## [Work to be completed]
Transcribe the entries, keeping every character the same.

## [Data provided]
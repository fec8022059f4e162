//! Disk-backed response cache.
//!
//! Every entry is one JSON document stored as `<key>.dat` under the cache
//! root, where the key is a fingerprint of the request that produced it.
//! Writes go to a temporary file in the same directory which is then renamed
//! over the entry, so a reader only ever sees a complete payload.
//!
//! The cache never evicts by itself: it records an age (the modification
//! time of the entry) and leaves the staleness decision to the caller, see
//! [`crate::catalog::Catalog`]. Expired entries are removed by [`FileCache::sweep`].

use std::{
    collections::HashMap,
    ffi::OsStr,
    fmt, io,
    path::{Path, PathBuf},
    time::{Duration, SystemTime},
};

use futures_util::StreamExt;
use serde_json::Value;

use crate::{config::DEFAULT_CACHE_TTL, debug, utils, warning};

const ENTRY_EXTENSION: &str = "dat";

#[derive(Debug)]
pub enum CacheError {
    IoError(io::Error),
    SerdeError(serde_json::Error),
}

impl From<io::Error> for CacheError {
    fn from(err: io::Error) -> Self {
        CacheError::IoError(err)
    }
}

impl From<serde_json::Error> for CacheError {
    fn from(err: serde_json::Error) -> Self {
        CacheError::SerdeError(err)
    }
}

impl fmt::Display for CacheError {
    fn fmt(&self, f: &mut fmt::Formatter<'_>) -> fmt::Result {
        match self {
            CacheError::IoError(e) => write!(f, "io error: {}", e),
            CacheError::SerdeError(e) => write!(f, "serialization error: {}", e),
        }
    }
}

impl std::error::Error for CacheError {}

pub struct FileCache {
    base_path: PathBuf,
    default_ttl: u64,
    ttl_overrides: HashMap<String, u64>,
}

impl FileCache {
    pub fn new(base_path: impl Into<PathBuf>) -> Self {
        Self {
            base_path: base_path.into(),
            default_ttl: DEFAULT_CACHE_TTL,
            ttl_overrides: HashMap::new(),
        }
    }

    pub fn with_default_ttl(mut self, secs: u64) -> Self {
        self.default_ttl = secs;
        self
    }

    pub fn with_ttl(mut self, endpoint: &str, secs: u64) -> Self {
        self.ttl_overrides.insert(endpoint.to_string(), secs);
        self
    }

    pub fn base_path(&self) -> &Path {
        &self.base_path
    }

    /// Deterministic fingerprint of a logical request.
    ///
    /// Positional segments keep their order, named arguments are sorted by
    /// name first, so `make_key(&["a"], [("x", 1), ("y", 2)])` and
    /// `make_key(&["a"], [("y", 2), ("x", 1)])` are the same key.
    pub fn make_key<K, V>(segments: &[&str], named: impl IntoIterator<Item = (K, V)>) -> String
    where
        K: ToString,
        V: ToString,
    {
        let mut pairs: Vec<(String, String)> = named
            .into_iter()
            .map(|(k, v)| (k.to_string(), v.to_string()))
            .collect();
        pairs.sort();

        let canonical = format!(
            "{path}?{query}",
            path = segments.join("/"),
            query = pairs
                .iter()
                .map(|(k, v)| format!("{}={}", k, v))
                .collect::<Vec<_>>()
                .join("&")
        );
        utils::fingerprint(&canonical)
    }

    /// Time-to-live in seconds of responses from `endpoint`.
    pub fn ttl(&self, endpoint: &str) -> u64 {
        self.ttl_overrides
            .get(endpoint)
            .copied()
            .unwrap_or(self.default_ttl)
    }

    pub async fn load(&self, key: &str) -> Option<Value> {
        let path = self.entry_path(key);
        let content = match async_fs::read(&path).await {
            Ok(content) => content,
            Err(e) => {
                if e.kind() != io::ErrorKind::NotFound {
                    warning!("Cannot read cache entry {}: {}", path.display(), e);
                }
                return None;
            }
        };

        match serde_json::from_slice(&content) {
            Ok(value) => Some(value),
            Err(e) => {
                warning!("Dropping broken cache entry {}: {}", path.display(), e);
                let _ = async_fs::remove_file(&path).await;
                None
            }
        }
    }

    /// Persists `payload` under `key`, replacing any previous entry at once.
    ///
    /// Returns `false` when anything goes wrong; no entry is left behind for
    /// the key in that case.
    pub async fn store(&self, key: &str, payload: &Value) -> bool {
        let path = self.entry_path(key);
        match self.write_atomic(&path, payload).await {
            Ok(()) => true,
            Err(e) => {
                let _ = async_fs::remove_file(&path).await;
                warning!("Writing cache entry {} failed: {}", path.display(), e);
                false
            }
        }
    }

    pub async fn delete(&self, key: &str) -> bool {
        async_fs::remove_file(self.entry_path(key)).await.is_ok()
    }

    /// How long ago the entry for `key` was written.
    pub async fn age(&self, key: &str) -> Option<Duration> {
        let metadata = async_fs::metadata(self.entry_path(key)).await.ok()?;
        let modified = metadata.modified().ok()?;
        Some(
            SystemTime::now()
                .duration_since(modified)
                .unwrap_or(Duration::ZERO),
        )
    }

    /// Removes up to `limit` entries older than `max_age`, returns how many
    /// were removed.
    pub async fn sweep(&self, max_age: Duration, limit: usize) -> usize {
        let mut removed = 0;
        for path in self.entry_paths().await {
            if removed >= limit {
                break;
            }
            let expired = match async_fs::metadata(&path).await.and_then(|m| m.modified()) {
                Ok(modified) => SystemTime::now()
                    .duration_since(modified)
                    .map(|age| age > max_age)
                    .unwrap_or(false),
                Err(_) => false,
            };
            if !expired {
                continue;
            }
            match async_fs::remove_file(&path).await {
                Ok(()) => {
                    debug!("Removed expired cache entry {}", path.display());
                    removed += 1;
                }
                Err(e) => warning!("Cannot remove {}: {}", path.display(), e),
            }
        }
        removed
    }

    /// Removes every entry, returns how many were removed.
    pub async fn clear(&self) -> usize {
        let mut removed = 0;
        for path in self.entry_paths().await {
            if async_fs::remove_file(&path).await.is_ok() {
                removed += 1;
            }
        }
        removed
    }

    pub async fn entries(&self) -> usize {
        self.entry_paths().await.len()
    }

    async fn write_atomic(&self, path: &Path, payload: &Value) -> Result<(), CacheError> {
        async_fs::create_dir_all(&self.base_path).await?;
        let json = serde_json::to_vec(payload)?;

        let guard = TempFile::new(path.with_extension(format!(
            "{}.{}.tmp",
            ENTRY_EXTENSION,
            utils::random_suffix(8)
        )));
        async_fs::write(guard.path(), &json).await?;
        async_fs::File::open(guard.path()).await?.sync_all().await?;
        async_fs::rename(guard.path(), path).await?;
        guard.commit();
        Ok(())
    }

    async fn entry_paths(&self) -> Vec<PathBuf> {
        let Ok(mut read_dir) = async_fs::read_dir(&self.base_path).await else {
            return Vec::new();
        };

        let mut paths = Vec::new();
        while let Some(entry) = read_dir.next().await {
            let Ok(entry) = entry else {
                continue;
            };
            let path = entry.path();
            if path.extension() != Some(OsStr::new(ENTRY_EXTENSION)) {
                continue;
            }
            if entry.file_type().await.is_ok_and(|kind| kind.is_file()) {
                paths.push(path);
            }
        }
        paths
    }

    fn entry_path(&self, key: &str) -> PathBuf {
        self.base_path.join(format!("{}.{}", key, ENTRY_EXTENSION))
    }
}

/// Temporary file removed on drop unless it was committed (renamed into
/// place).
struct TempFile {
    path: PathBuf,
    committed: bool,
}

impl TempFile {
    fn new(path: PathBuf) -> Self {
        Self {
            path,
            committed: false,
        }
    }

    fn path(&self) -> &Path {
        &self.path
    }

    fn commit(mut self) {
        self.committed = true;
    }
}

impl Drop for TempFile {
    fn drop(&mut self) {
        if !self.committed {
            let _ = std::fs::remove_file(&self.path);
        }
    }
}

## [Written response]
repository fec8022059f4e162
//! Disk-backed response cache.
//!
//! Every entry is one JSON document stored as `<key>.dat` under the cache
//! root, where the key is a fingerprint of the request that produced it.
//! Writes go to a temporary file in the same directory which is then renamed
//! over the entry, so a reader only ever sees a complete payload.
//!
//! The cache never evicts by itself: it records an age (the modification
//! time of the entry) and leaves the staleness decision to the caller, see
//! [`crate::catalog::Catalog`]. Expired entries are removed by [`FileCache::sweep`].

use std::{
    collections::HashMap,
    ffi::OsStr,
    fmt, io,
    path::{Path, PathBuf},
    time::{Duration, SystemTime},
};

use futures_util::StreamExt;
use serde_json::Value;

use crate::{config::DEFAULT_CACHE_TTL, debug, utils, warning};

const ENTRY_EXTENSION: &str = "dat";

#[derive(Debug)]
pub enum CacheError {
    IoError(io::Error),
    SerdeError(serde_json::Error),
}

impl From<io::Error> for CacheError {
    fn from(err: io::Error) -> Self {
        CacheError::IoError(err)
    }
}

impl From<serde_json::Error> for CacheError {
    fn from(err: serde_json::Error) -> Self {
        CacheError::SerdeError(err)
    }
}

impl fmt::Display for CacheError {
    fn fmt(&self, f: &mut fmt::Formatter<'_>) -> fmt::Result {
        match self {
            CacheError::IoError(e) => write!(f, "io error: {}", e),
            CacheError::SerdeError(e) => write!(f, "serialization error: {}", e),
        }
    }
}

impl std::error::Error for CacheError {}

pub struct FileCache {
    base_path: PathBuf,
    default_ttl: u64,
    ttl_overrides: HashMap<String, u64>,
}

impl FileCache {
    pub fn new(base_path: impl Into<PathBuf>) -> Self {
        Self {
            base_path: base_path.into(),
            default_ttl: DEFAULT_CACHE_TTL,
            ttl_overrides: HashMap::new(),
        }
    }

    pub fn with_default_ttl(mut self, secs: u64) -> Self {
        self.default_ttl = secs;
        self
    }

    pub fn with_ttl(mut self, endpoint: &str, secs: u64) -> Self {
        self.ttl_overrides.insert(endpoint.to_string(), secs);
        self
    }

    pub fn base_path(&self) -> &Path {
        &self.base_path
    }

    /// Deterministic fingerprint of a logical request.
    ///
    /// Positional segments keep their order, named arguments are sorted by
    /// name first, so `make_key(&["a"], [("x", 1), ("y", 2)])` and
    /// `make_key(&["a"], [("y", 2), ("x", 1)])` are the same key.
    pub fn make_key<K, V>(segments: &[&str], named: impl IntoIterator<Item = (K, V)>) -> String
    where
        K: ToString,
        V: ToString,
    {
        let mut pairs: Vec<(String, String)> = named
            .into_iter()
            .map(|(k, v)| (k.to_string(), v.to_string()))
            .collect();
        pairs.sort();

        let canonical = format!(
            "{path}?{query}",
            path = segments.join("/"),
            query = pairs
                .iter()
                .map(|(k, v)| format!("{}={}", k, v))
                .collect::<Vec<_>>()
                .join("&")
        );
        utils::fingerprint(&canonical)
    }

    /// Time-to-live in seconds of responses from `endpoint`.
    pub fn ttl(&self, endpoint: &str) -> u64 {
        self.ttl_overrides
            .get(endpoint)
            .copied()
            .unwrap_or(self.default_ttl)
    }

    pub async fn load(&self, key: &str) -> Option<Value> {
        let path = self.entry_path(key);
        let content = match async_fs::read(&path).await {
            Ok(content) => content,
            Err(e) => {
                if e.kind() != io::ErrorKind::NotFound {
                    warning!("Cannot read cache entry {}: {}", path.display(), e);
                }
                return None;
            }
        };

        match serde_json::from_slice(&content) {
            Ok(value) => Some(value),
            Err(e) => {
                warning!("Dropping broken cache entry {}: {}", path.display(), e);
                let _ = async_fs::remove_file(&path).await;
                None
            }
        }
    }

    /// Persists `payload` under `key`, replacing any previous entry at once.
    ///
    /// Returns `false` when anything goes wrong; no entry is left behind for
    /// the key in that case.
    pub async fn store(&self, key: &str, payload: &Value) -> bool {
        let path = self.entry_path(key);
        match self.write_atomic(&path, payload).await {
            Ok(()) => true,
            Err(e) => {
                let _ = async_fs::remove_file(&path).await;
                warning!("Writing cache entry {} failed: {}", path.display(), e);
                false
            }
        }
    }

    pub async fn delete(&self, key: &str) -> bool {
        async_fs::remove_file(self.entry_path(key)).await.is_ok()
    }

    /// How long ago the entry for `key` was written.
    pub async fn age(&self, key: &str) -> Option<Duration> {
        let metadata = async_fs::metadata(self.entry_path(key)).await.ok()?;
        let modified = metadata.modified().ok()?;
        Some(
            SystemTime::now()
                .duration_since(modified)
                .unwrap_or(Duration::ZERO),
        )
    }

    /// Removes up to `limit` entries older than `max_age`, returns how many
    /// were removed.
    pub async fn sweep(&self, max_age: Duration, limit: usize) -> usize {
        let mut removed = 0;
        for path in self.entry_paths().await {
            if removed >= limit {
                break;
            }
            let expired = match async_fs::metadata(&path).await.and_then(|m| m.modified()) {
                Ok(modified) => SystemTime::now()
                    .duration_since(modified)
                    .map(|age| age > max_age)
                    .unwrap_or(false),
                Err(_) => false,
            };
            if !expired {
                continue;
            }
            match async_fs::remove_file(&path).await {
                Ok(()) => {
                    debug!("Removed expired cache entry {}", path.display());
                    removed += 1;
                }
                Err(e) => warning!("Cannot remove {}: {}", path.display(), e),
            }
        }
        removed
    }

    /// Removes every entry, returns how many were removed.
    pub async fn clear(&self) -> usize {
        let mut removed = 0;
        for path in self.entry_paths().await {
            if async_fs::remove_file(&path).await.is_ok() {
                removed += 1;
            }
        }
        removed
    }

    pub async fn entries(&self) -> usize {
        self.entry_paths().await.len()
    }

    async fn write_atomic(&self, path: &Path, payload: &Value) -> Result<(), CacheError> {
        async_fs::create_dir_all(&self.base_path).await?;
        let json = serde_json::to_vec(payload)?;

        let guard = TempFile::new(path.with_extension(format!(
            "{}.{}.tmp",
            ENTRY_EXTENSION,
            utils::random_suffix(8)
        )));
        async_fs::write(guard.path(), &json).await?;
        async_fs::File::open(guard.path()).await?.sync_all().await?;
        async_fs::rename(guard.path(), path).await?;
        guard.commit();
        Ok(())
    }

    async fn entry_paths(&self) -> Vec<PathBuf> {
        let Ok(mut read_dir) = async_fs::read_dir(&self.base_path).await else {
            return Vec::new();
        };

        let mut paths = Vec::new();
        while let Some(entry) = read_dir.next().await {
            let Ok(entry) = entry else {
                continue;
            };
            let path = entry.path();
            if path.extension() != Some(OsStr::new(ENTRY_EXTENSION)) {
                continue;
            }
            if entry.file_type().await.is_ok_and(|kind| kind.is_file()) {
                paths.push(path);
            }
        }
        paths
    }

    fn entry_path(&self, key: &str) -> PathBuf {
        self.base_path.join(format!("{}.{}", key, ENTRY_EXTENSION))
    }
}

/// Temporary file removed on drop unless it was committed (renamed into
/// place).
struct TempFile {
    path: PathBuf,
    committed: bool,
}

impl TempFile {
    fn new(path: PathBuf) -> Self {
        Self {
            path,
            committed: false,
        }
    }

    fn path(&self) -> &Path {
        &self.path
    }

    fn commit(mut self) {
        self.committed = true;
    }
}

impl Drop for TempFile {
    fn drop(&mut self) {
        if !self.committed {
            let _ = std::fs::remove_file(&self.path);
        }
    }
}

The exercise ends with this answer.